After the padding, we have a matrix/tensor that is ready to be passed to BERT:

Processing with DistilBERT

We now create an input tensor out of the padded token matrix, and send that to DistilBERT

input_ids = torch.tensor(np.array(padded))
with torch.no_grad():
    last_hidden_states = model(input_ids)

After running this step, last_hidden_states holds the outputs of DistilBERT. It is a tuple with the shape (number of examples, max number of tokens in the sequence, number of hidden units in the DistilBERT model). In our case, this will be 2000 (since we only limited ourselves to 2000 examples), 66 (which is the number of tokens in the longest sequence from the 2000 examples), 768 (the number of hidden units in the DistilBERT model).

Unpacking the BERT output tensor

Let’s unpack this 3-d output tensor. We can first start by examining its dimensions:

Recapping a sentence’s journey

Each row is associated with a sentence from our dataset. To recap the processing path of the first sentence, we can think of it as looking like this:

Slicing the important part

For sentence classification, we’re only only interested in BERT’s output for the [CLS] token, so we select that slice of the cube and discard everything else.

This is how we slice that 3d tensor to get the 2d tensor we’re interested in:

 # Slice the output for the first position for all the sequences, take all hidden unit outputs
features = last_hidden_states[0][:,0,:].numpy()

And now features is a 2d numpy array containing the sentence embeddings of all the sentences in our dataset.

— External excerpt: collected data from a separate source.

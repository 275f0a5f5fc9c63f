//! Batched concurrent file reads.
//!
//! Candidate sets are read in fixed-size chunks. Each chunk's reads run
//! concurrently and are awaited before the next chunk starts, bounding the
//! number of open file handles.

use std::path::{Path, PathBuf};
use tokio::task::JoinSet;

/// A file and its text.
#[derive(Debug, Clone)]
pub struct SourceFile {
    pub path: PathBuf,
    pub text: String,
}

/// Read one file; any error means "no data from this file".
pub async fn read_text(path: &Path) -> Option<String> {
    match tokio::fs::read(path).await {
        Ok(bytes) => Some(String::from_utf8_lossy(&bytes).into_owned()),
        Err(err) => {
            log::debug!("Skipping unreadable file {}: {}", path.display(), err);
            None
        }
    }
}

/// Read `paths` in chunks of `batch_size`, calling `visit` for every file
/// that could be read. Files are visited in input order within a chunk.
pub async fn for_each_batched<F>(paths: &[PathBuf], batch_size: usize, mut visit: F)
where
    F: FnMut(SourceFile),
{
    for chunk in paths.chunks(batch_size.max(1)) {
        let mut set = JoinSet::new();
        for (position, path) in chunk.iter().enumerate() {
            let path = path.clone();
            set.spawn(async move {
                let text = read_text(&path).await;
                (position, path, text)
            });
        }

        let mut results: Vec<(usize, PathBuf, String)> = Vec::with_capacity(chunk.len());
        while let Some(joined) = set.join_next().await {
            match joined {
                Ok((position, path, Some(text))) => results.push((position, path, text)),
                Ok((_, _, None)) => {}
                Err(err) => log::debug!("File read task failed: {}", err),
            }
        }
        results.sort_by_key(|(position, _, _)| *position);

        for (_, path, text) in results {
            visit(SourceFile { path, text });
        }
    }
}

/// Read every file in `paths` (batched), dropping unreadable ones.
pub async fn read_all(paths: &[PathBuf], batch_size: usize) -> Vec<SourceFile> {
    let mut files = Vec::with_capacity(paths.len());
    for_each_batched(paths, batch_size, |file| files.push(file)).await;
    files
}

The tensor we sliced from BERT's output

Dataset for Logistic Regression

Now that we have the output of BERT, we have assembled the dataset we need to train our logistic regression model. The 768 columns are the features, and the labels we just get from our initial dataset.

The labeled dataset we use to train the Logistic Regression. The features are the output vectors of BERT for the [CLS] token (position #0) that we sliced in the previous figure. Each row corresponds to a sentence in our dataset, each column corresponds to the output of a hidden unit from the feed-forward neural network at the top transformer block of the Bert/DistilBERT model.

After doing the traditional train/test split of machine learning, we can declare our Logistic Regression model and train it against the dataset.

labels = df[1]
train_features, test_features, train_labels, test_labels = train_test_split(features, labels)

Which splits the dataset into training/testing sets:

Next, we train the Logistic Regression model on the training set.

lr_clf = LogisticRegression()
lr_clf.fit(train_features, train_labels)

Now that the model is trained, we can score it against the test set:

lr_clf.score(test_features, test_labels)

Which shows the model achieves around 81% accuracy.